1. Murder Mysteries - This is a story about the angel Raguel, also called The Vengeance of God, tasked to solve the mysterious death of an angel from Silver City. I love how haunting and suspenseful this story is. It touches on the good and evil, birth and fall, love and jealousy. It also lives up to it's title. Right until the very end, I still found the whole story as enigmatic as when I started it.

2. Snow, Glass, Apples - Pop culture is steeped in quite a number of Snow White retellings. And just when I thought I've seen and heard them all, in comes Gaiman. He's take on it is pretty darned unique and fantastic. He did some reverse engineering where The Evil Queen becomes the protagonist and Snow White is no longer our sweet, innocent princess. It is just deliciously dark. Probably like that poison apple. :)
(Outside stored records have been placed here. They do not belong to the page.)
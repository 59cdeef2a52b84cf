//! OpenAPI document assembled from the resource descriptors.

use utoipa::openapi::path::{OperationBuilder, ParameterBuilder, ParameterIn, PathItemBuilder, PathItemType};
use utoipa::openapi::request_body::RequestBodyBuilder;
use utoipa::openapi::schema::{ArrayBuilder, ObjectBuilder, Schema, SchemaType};
use utoipa::openapi::tag::TagBuilder;
use utoipa::openapi::{
    ComponentsBuilder, ContentBuilder, InfoBuilder, OpenApi, OpenApiBuilder, PathsBuilder, Ref, RefOr,
    Required, ResponseBuilder, Tag,
};
use utoipa::ToSchema;

use service::{Categories, Items, Products, Resource};

use crate::negotiate::{JSON, XML};

fn integer() -> RefOr<Schema> {
    RefOr::T(Schema::Object(ObjectBuilder::new().schema_type(SchemaType::Integer).minimum(Some(0.0)).build()))
}

fn content(schema: RefOr<Schema>) -> [(&'static str, utoipa::openapi::Content); 2] {
    [
        (JSON, ContentBuilder::new().schema(schema.clone()).build()),
        (XML, ContentBuilder::new().schema(schema).build()),
    ]
}

fn with_body(description: &str, schema: RefOr<Schema>) -> utoipa::openapi::Response {
    content(schema)
        .into_iter()
        .fold(ResponseBuilder::new().description(description), |b, (mime, c)| b.content(mime, c))
        .build()
}

fn empty(description: &str) -> utoipa::openapi::Response {
    ResponseBuilder::new().description(description).build()
}

fn id_param() -> utoipa::openapi::path::Parameter {
    ParameterBuilder::new()
        .name("id")
        .parameter_in(ParameterIn::Path)
        .required(Required::True)
        .schema(Some(integer()))
        .build()
}

fn query_param(name: &str, description: &str) -> utoipa::openapi::path::Parameter {
    ParameterBuilder::new()
        .name(name)
        .parameter_in(ParameterIn::Query)
        .required(Required::False)
        .description(Some(description))
        .schema(Some(integer()))
        .build()
}

#[derive(Default)]
struct Doc {
    paths: PathsBuilder,
    components: ComponentsBuilder,
    tags: Vec<Tag>,
}

impl Doc {
    fn resource<R>(mut self) -> Self
    where
        R: Resource,
        R::Payload: for<'s> ToSchema<'s>,
        R::View: for<'s> ToSchema<'s>,
    {
        let (payload_name, payload_schema) = <R::Payload as ToSchema>::schema();
        let (view_name, view_schema) = <R::View as ToSchema>::schema();
        let payload = RefOr::Ref(Ref::from_schema_name(payload_name));
        let view = RefOr::Ref(Ref::from_schema_name(view_name));
        let views = RefOr::T(Schema::Array(ArrayBuilder::new().items(view.clone()).build()));
        self.components = self.components.schema(payload_name, payload_schema).schema(view_name, view_schema);

        let body = content(payload)
            .into_iter()
            .fold(RequestBodyBuilder::new().required(Some(Required::True)), |b, (mime, c)| b.content(mime, c))
            .build();
        let op = |id: String, summary: String| {
            OperationBuilder::new().tags(Some(vec![R::NAME.to_string()])).operation_id(Some(id)).summary(Some(summary))
        };

        let collection = PathItemBuilder::new()
            .operation(
                PathItemType::Get,
                op(format!("list_{}", R::COLLECTION), format!("List {} ordered by id", R::COLLECTION))
                    .parameter(query_param("start", "zero-based offset"))
                    .parameter(query_param("max", "maximum number of results"))
                    .response("200", with_body("entities in id order", views))
                    .response("400", empty("invalid start or max"))
                    .response("406", empty("no acceptable representation"))
                    .build(),
            )
            .operation(
                PathItemType::Post,
                op(format!("create_{}", R::NAME), format!("Create a {}", R::NAME))
                    .request_body(Some(body.clone()))
                    .response("201", empty("created; see Location header"))
                    .response("400", empty("malformed body"))
                    .response("415", empty("unsupported content type"))
                    .build(),
            )
            .build();

        let member = PathItemBuilder::new()
            .operation(
                PathItemType::Get,
                op(format!("find_{}", R::NAME), format!("Find a {} by id", R::NAME))
                    .parameter(id_param())
                    .response("200", with_body("entity found", view.clone()))
                    .response("404", empty("no entity with that id"))
                    .build(),
            )
            .operation(
                PathItemType::Put,
                op(format!("update_{}", R::NAME), format!("Update a {} guarded by its version", R::NAME))
                    .parameter(id_param())
                    .request_body(Some(body))
                    .response("204", empty("updated"))
                    .response("400", empty("missing version or mismatched id"))
                    .response("404", empty("no entity with that id"))
                    .response("409", with_body("stale version; current state", view))
                    .build(),
            )
            .operation(
                PathItemType::Delete,
                op(format!("delete_{}", R::NAME), format!("Delete a {}", R::NAME))
                    .parameter(id_param())
                    .response("204", empty("deleted"))
                    .response("404", empty("no entity with that id"))
                    .build(),
            )
            .build();

        self.paths = self
            .paths
            .path(format!("/{}", R::COLLECTION), collection)
            .path(format!("/{}/{{id}}", R::COLLECTION), member);
        self.tags.push(TagBuilder::new().name(R::NAME).description(Some(format!("/{}", R::COLLECTION))).build());
        self
    }
}

fn health_schema() -> RefOr<Schema> {
    let status = RefOr::T(Schema::Object(ObjectBuilder::new().schema_type(SchemaType::String).build()));
    RefOr::T(Schema::Object(ObjectBuilder::new().property("status", status).required("status").build()))
}

pub fn api_doc() -> OpenApi {
    let health = PathItemBuilder::new()
        .operation(
            PathItemType::Get,
            OperationBuilder::new()
                .tags(Some(vec!["health".to_string()]))
                .operation_id(Some("health"))
                .response(
                    "200",
                    ResponseBuilder::new()
                        .description("service is up")
                        .content(JSON, ContentBuilder::new().schema(health_schema()).build())
                        .build(),
                )
                .build(),
        )
        .build();

    let doc = Doc { paths: PathsBuilder::new().path("/health", health), ..Default::default() }
        .resource::<Categories>()
        .resource::<Products>()
        .resource::<Items>();

    let mut tags = vec![TagBuilder::new().name("health").build()];
    tags.extend(doc.tags);

    OpenApiBuilder::new()
        .info(InfoBuilder::new().title("catalog").version(env!("CARGO_PKG_VERSION")).build())
        .paths(doc.paths.build())
        .components(Some(doc.components.build()))
        .tags(Some(tags))
        .build()
}
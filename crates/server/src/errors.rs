use axum::http::StatusCode;
use axum::response::{IntoResponse, Response};
use axum::Json;
use service::errors::ServiceError;
use thiserror::Error;
use tracing::error;

/// Error response rendered as `{"error": title, "message": detail}`.
#[derive(Debug)]
pub struct JsonApiError {
    pub status: StatusCode,
    pub title: &'static str,
    pub detail: Option<String>,
}

impl JsonApiError {
    pub fn new(status: StatusCode, title: &'static str, detail: Option<String>) -> Self {
        Self { status, title, detail }
    }

    pub fn not_found() -> Self { Self::new(StatusCode::NOT_FOUND, "Not Found", None) }

    pub fn bad_request(detail: impl Into<String>) -> Self {
        Self::new(StatusCode::BAD_REQUEST, "Bad Request", Some(detail.into()))
    }

    pub fn internal(detail: impl Into<String>) -> Self {
        Self::new(StatusCode::INTERNAL_SERVER_ERROR, "Internal Server Error", Some(detail.into()))
    }
}

impl IntoResponse for JsonApiError {
    fn into_response(self) -> Response {
        let body = serde_json::json!({ "error": self.title, "message": self.detail });
        (self.status, Json(body)).into_response()
    }
}

impl From<ServiceError> for JsonApiError {
    fn from(e: ServiceError) -> Self {
        match e {
            ServiceError::Validation(msg) => JsonApiError::new(StatusCode::BAD_REQUEST, "Validation Error", Some(msg)),
            ServiceError::Db(msg) => {
                error!(error = %msg, "database failure");
                JsonApiError::internal("the request could not be completed")
            }
        }
    }
}

#[derive(Debug, Error)]
pub enum StartupError {
    #[error("invalid configuration: {0}")]
    InvalidConfig(String),
    #[error("database unavailable: {0}")]
    Database(String),
}
use super::Primitive;

use rowcast_core::{
    stmt::{StorageClass, Value},
    Error, Result,
};
use serde::{de::DeserializeOwned, Serialize};

/// Stores any serde-serializable value as a JSON-encoded blob.
///
/// This is the fallback for field types that have no storage class of their
/// own. A null cell reads back as `T::default()`.
#[derive(Debug, Default, Clone, PartialEq, Eq, Hash)]
pub struct Serialized<T>(pub T);

impl<T> Serialized<T> {
    pub fn into_inner(self) -> T {
        self.0
    }
}

impl<T> From<T> for Serialized<T> {
    fn from(value: T) -> Self {
        Serialized(value)
    }
}

impl<T> std::ops::Deref for Serialized<T> {
    type Target = T;

    fn deref(&self) -> &T {
        &self.0
    }
}

impl<T> std::ops::DerefMut for Serialized<T> {
    fn deref_mut(&mut self) -> &mut T {
        &mut self.0
    }
}

impl<T> Primitive for Serialized<T>
where
    T: Serialize + DeserializeOwned + Default,
{
    const STORAGE: StorageClass = StorageClass::Blob;

    fn to_value(&self, column: &str) -> Result<Option<Value>> {
        let bytes =
            serde_json::to_vec(&self.0).map_err(|err| Error::serialization_failed(column, err))?;
        Ok(Some(Value::Blob(bytes)))
    }

    fn from_cell(cell: &Value, column: &str) -> Result<Self> {
        let Value::Blob(bytes) = cell else {
            return Err(Error::type_mismatch(
                column,
                cell.storage_class().unwrap_or(StorageClass::Blob),
                std::any::type_name::<T>(),
            ));
        };

        serde_json::from_slice(bytes)
            .map(Serialized)
            .map_err(|err| Error::serialization_failed(column, err))
    }

    fn null() -> Self {
        Serialized(T::default())
    }
}
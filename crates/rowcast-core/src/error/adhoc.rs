/// Free-form error built by the `err!` and `bail!` macros.
#[derive(Debug)]
pub(super) struct AdhocError {
    message: Box<str>,
}

impl AdhocError {
    pub(super) fn new(message: impl Into<String>) -> AdhocError {
        AdhocError {
            message: message.into().into(),
        }
    }
}

impl std::error::Error for AdhocError {}

impl core::fmt::Display for AdhocError {
    fn fmt(&self, f: &mut core::fmt::Formatter) -> core::fmt::Result {
        f.write_str(&self.message)
    }
}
3. The Goldfish Pool and Other Stories- This one is about an author who comes to Hollywood in order to pen the script for a movie adaptation of his book. I took a liking to this because it reminds me a bit of the Coen Brothers' Barton Fink, and because I love movies. It's a bit of a biting commentary on Hollywood's commercialism. But what I loved about it is how it tackled memory. Here's a particular quote I loved. "He says they (goldfish) only got a memory that’s like thirty seconds long. So they swim around the pool, it’s always a surprise to them, going ‘I never been here before.’ They meet another fish they known for a hundred years, they say, ‘Who are you, stranger?"

4. We can Get them for you Wholesale - Because we all love a good bargain. And in the midst of one, we can't seem to remember that Latin phrase: "caveat emptor."

Then there's Troll Bridge and Only the End of the World Again, and so many more really. I think this may just be my favorite Neil Gaiman book to date.